**** DATA LISTING

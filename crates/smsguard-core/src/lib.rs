//! SMSGuard Core
//!
//! Core types and utilities shared across SMSGuard components.
//!
//! This crate provides:
//! - The classification output contract (`Label`, `Prediction`)
//! - Labeled reference messages used by display/comparison tooling
//! - Error types and result handling

pub mod error;
pub mod types;

pub use error::{Error, Result};
pub use types::{Label, LabeledMessage, Prediction};

/// Prelude module for convenient imports
pub mod prelude {
    pub use crate::error::{Error, Result};
    pub use crate::types::{Label, LabeledMessage, Prediction};
}
//! SMSGuard command-line front end
//!
//! Presentation layer over `smsguard-classifiers`: reads messages, renders
//! predictions and shows the fixed reference dataset and metrics.

pub mod cli;
pub mod compare;
pub mod fixtures;
pub mod input;
pub mod report;

pub use cli::{Cli, Commands};

use anyhow::{bail, Context};
use serde::Serialize;
use smsguard_classifiers::{
    classify_batch, classify_batch_parallel, Classifier, ClassifierConfig, SpamClassifier,
};
use std::fmt;
use std::path::Path;
use tracing::info;

/// Build the classifier, from a YAML file when one is given
pub fn load_classifier(config_path: Option<&Path>) -> anyhow::Result<SpamClassifier> {
    let config = match config_path {
        Some(path) => {
            info!("Loading classifier config from {}", path.display());
            ClassifierConfig::from_file(path)
                .with_context(|| format!("failed to load config {}", path.display()))?
        }
        None => ClassifierConfig::default(),
    };

    Ok(SpamClassifier::with_config(&config)?)
}

/// Execute a parsed command line and return what should be printed
pub fn run(cli: &Cli) -> anyhow::Result<String> {
    match &cli.command {
        Commands::Classify {
            message,
            example,
            explain,
        } => {
            let message = match (message.as_deref(), example) {
                (Some(message), _) => message,
                (None, Some(number)) => input::example_message(*number)
                    .with_context(|| format!("no example message {number}"))?,
                (None, None) => bail!("no message entered"),
            };

            let classifier = load_classifier(cli.config.as_deref())?;
            let prediction = classifier.classify(message);
            let analysis = explain.then(|| classifier.analyze(message));

            let view = report::PredictionReport {
                message,
                prediction: &prediction,
                analysis: analysis.as_ref(),
            };
            render(cli.json, &view, report::render_prediction)
        }

        Commands::Batch {
            file,
            sample,
            parallel,
        } => {
            let messages = if *sample {
                input::SAMPLE_BATCH.iter().map(|m| m.to_string()).collect()
            } else {
                input::read_batch(file.as_deref()).context("failed to read messages")?
            };
            if messages.is_empty() {
                bail!("no messages entered");
            }

            let classifier = load_classifier(cli.config.as_deref())?;
            let predictions = if *parallel {
                classify_batch_parallel(&classifier, &messages)
            } else {
                classify_batch(&classifier, &messages)
            };

            let batch = report::BatchReport::new(messages, predictions);
            info!("{}", batch.summary_line());
            render(cli.json, &batch, report::render_batch)
        }

        Commands::Dataset { label } => {
            let entries: Vec<_> = fixtures::filter_by_label(*label).collect();
            let stats = fixtures::DatasetStats::compute(fixtures::SAMPLE_DATASET);

            if cli.json {
                Ok(serde_json::to_string_pretty(&DatasetView {
                    stats,
                    entries: &entries,
                })?)
            } else {
                Ok(report::render_dataset(&entries, &stats)?)
            }
        }

        Commands::Metrics => render(cli.json, &fixtures::MODEL_METRICS, report::render_metrics),

        Commands::Compare => {
            let classifier = load_classifier(cli.config.as_deref())?;
            let comparison = compare::compare(&classifier, fixtures::SAMPLE_DATASET);
            render(cli.json, &comparison, report::render_comparison)
        }
    }
}

#[derive(Serialize)]
struct DatasetView<'a> {
    stats: fixtures::DatasetStats,
    entries: &'a [&'static smsguard_core::LabeledMessage],
}

fn render<T: Serialize>(
    json: bool,
    value: &T,
    text: fn(&T) -> Result<String, fmt::Error>,
) -> anyhow::Result<String> {
    if json {
        Ok(serde_json::to_string_pretty(value)?)
    } else {
        Ok(text(value)?)
    }
}
use clap::Parser;
use smsguard_cli::{run, Cli};
use tracing_subscriber::{layer::SubscriberExt, util::SubscriberInitExt};

fn main() -> anyhow::Result<()> {
    let cli = Cli::parse();

    init_logging(cli.verbose);

    let output = run(&cli)?;
    print!("{output}");
    if !output.ends_with('\n') {
        println!();
    }

    Ok(())
}

fn init_logging(verbose: bool) {
    let filter = if verbose {
        "smsguard_cli=debug,smsguard_classifiers=debug"
    } else {
        "smsguard_cli=warn,smsguard_classifiers=warn"
    };

    tracing_subscriber::registry()
        .with(
            tracing_subscriber::EnvFilter::try_from_default_env()
                .unwrap_or_else(|_| filter.into()),
        )
        .with(tracing_subscriber::fmt::layer().with_writer(std::io::stderr))
        .init();
}
//! Structural heuristics extracted from raw message text

use aho_corasick::AhoCorasick;
use regex::Regex;
use serde::Serialize;
use smsguard_core::{Error, Result};

/// `!` count at which a message counts as shouting
pub const MIN_EXCLAMATIONS: usize = 2;

/// Shortest run of consecutive ASCII uppercase letters that counts
pub const MIN_UPPERCASE_RUN: usize = 4;

/// Shortest run of consecutive ASCII digits that counts
pub const MIN_DIGIT_RUN: usize = 4;

pub const CURRENCY_SYMBOLS: [char; 4] = ['$', '£', '€', '₹'];

/// Lowercase substrings that mark a link
pub const URL_MARKERS: &[&str] = &["http", "www.", ".com", ".org", ".net"];

/// The five independent signals of one message
#[derive(Debug, Clone, Copy, Default, PartialEq, Eq, Serialize)]
pub struct SignalSet {
    pub multiple_exclamations: bool,
    pub long_uppercase_run: bool,
    pub long_digit_run: bool,
    pub currency_symbol: bool,
    pub url_like: bool,
}

impl SignalSet {
    /// Names of the signals that fired
    pub fn active(&self) -> Vec<&'static str> {
        [
            (self.multiple_exclamations, "multiple_exclamations"),
            (self.long_uppercase_run, "long_uppercase_run"),
            (self.long_digit_run, "long_digit_run"),
            (self.currency_symbol, "currency_symbol"),
            (self.url_like, "url_like"),
        ]
        .into_iter()
        .filter_map(|(on, name)| on.then_some(name))
        .collect()
    }
}

/// Compiled matchers for the structural signals
#[derive(Debug, Clone)]
pub struct SignalExtractor {
    uppercase_run: Regex,
    digit_run: Regex,
    url_markers: AhoCorasick,
}

impl SignalExtractor {
    pub fn new() -> Result<Self> {
        Ok(Self {
            uppercase_run: Regex::new(&format!("[A-Z]{{{MIN_UPPERCASE_RUN},}}")).map_err(|e| {
                Error::classifier(format!("Failed to compile uppercase regex: {}", e))
            })?,
            digit_run: Regex::new(&format!("[0-9]{{{MIN_DIGIT_RUN},}}")).map_err(|e| {
                Error::classifier(format!("Failed to compile digit regex: {}", e))
            })?,
            url_markers: AhoCorasick::new(URL_MARKERS).map_err(|e| {
                Error::classifier(format!("Failed to build URL matcher: {}", e))
            })?,
        })
    }

    /// Extract all signals from `text`
    pub fn extract(&self, text: &str) -> SignalSet {
        self.extract_with_lowercase(text, &text.to_lowercase())
    }

    /// Extract signals when the lowercased message is already at hand.
    ///
    /// Casing and digit signals read `text`; the URL signal reads `lowered`.
    pub fn extract_with_lowercase(&self, text: &str, lowered: &str) -> SignalSet {
        SignalSet {
            multiple_exclamations: text.matches('!').count() >= MIN_EXCLAMATIONS,
            long_uppercase_run: self.uppercase_run.is_match(text),
            long_digit_run: self.digit_run.is_match(text),
            currency_symbol: text.contains(CURRENCY_SYMBOLS),
            url_like: self.url_markers.is_match(lowered),
        }
    }
}

impl Default for SignalExtractor {
    fn default() -> Self {
        Self::new().expect("Failed to create signal extractor")
    }
}
//! Batch input handling

use smsguard_classifiers::is_message_whitespace;
use smsguard_core::Result;
use std::io::Read;
use std::path::Path;

/// Messages loaded by `batch --sample`
pub const SAMPLE_BATCH: &[&str] = &[
    "Win a free iPhone! Click here now!",
    "Meeting at 3pm tomorrow",
    "URGENT: Your account will be suspended",
    "Thanks for lunch today",
    "Claim your prize of $1000 immediately",
];

/// Messages offered by `classify --example N`, numbered from 1
pub const EXAMPLE_MESSAGES: &[&str] = &[
    "Congratulations! You've won a free ticket. Reply YES to claim.",
    "Hey, are you coming to the meeting tomorrow?",
    "URGENT!! Your account has been blocked. Call 12345 now.",
    "Please pick up groceries on way home.",
];

/// Look up a built-in example by its 1-based number
pub fn example_message(number: u64) -> Option<&'static str> {
    let index = usize::try_from(number.checked_sub(1)?).ok()?;
    EXAMPLE_MESSAGES.get(index).copied()
}

/// Split text into one message per line, skipping blank lines.
///
/// Surviving lines are kept exactly as written.
pub fn parse_batch_input(text: &str) -> Vec<String> {
    text.split('\n')
        .filter(|line| !line.chars().all(is_message_whitespace))
        .map(str::to_string)
        .collect()
}

/// Read messages from `path`, or from stdin when no path is given
pub fn read_batch(path: Option<&Path>) -> Result<Vec<String>> {
    let text = match path {
        Some(path) => std::fs::read_to_string(path)?,
        None => {
            let mut buf = String::new();
            std::io::stdin().read_to_string(&mut buf)?;
            buf
        }
    };

    Ok(parse_batch_input(&text))
}

#[cfg(test)]
mod tests {
    use super::*;
    use std::io::Write;

    #[test]
    fn test_blank_lines_dropped() {
        let messages = parse_batch_input("first\n\n   \nsecond\n\t\n\u{FEFF}\r\n");
        assert_eq!(messages, vec!["first", "second"]);
    }

    #[test]
    fn test_lines_kept_verbatim() {
        let messages = parse_batch_input("  padded  \r\nnext");
        assert_eq!(messages, vec!["  padded  \r", "next"]);
    }

    #[test]
    fn test_empty_input() {
        assert!(parse_batch_input("").is_empty());
        assert!(parse_batch_input("\n \n").is_empty());
    }

    #[test]
    fn test_sample_batch_round_trips() {
        assert_eq!(parse_batch_input(&SAMPLE_BATCH.join("\n")), SAMPLE_BATCH);
    }

    #[test]
    fn test_example_numbering() {
        assert_eq!(example_message(1), Some(EXAMPLE_MESSAGES[0]));
        assert_eq!(example_message(4), Some("Please pick up groceries on way home."));
        assert_eq!(example_message(0), None);
        assert_eq!(example_message(5), None);
    }

    #[test]
    fn test_read_batch_from_file() {
        let mut file = tempfile::NamedTempFile::new().unwrap();
        write!(file, "one\n\ntwo\n").unwrap();

        let messages = read_batch(Some(file.path())).unwrap();
        assert_eq!(messages, vec!["one", "two"]);
    }
}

********

Nothing but lines that contain "Clone" should appear in the answer. Copy each from the records.

**TASK ANSWER:**
#[derive(Debug, Clone, Copy, Default, PartialEq, Eq, Serialize)]
#[derive(Debug, Clone)]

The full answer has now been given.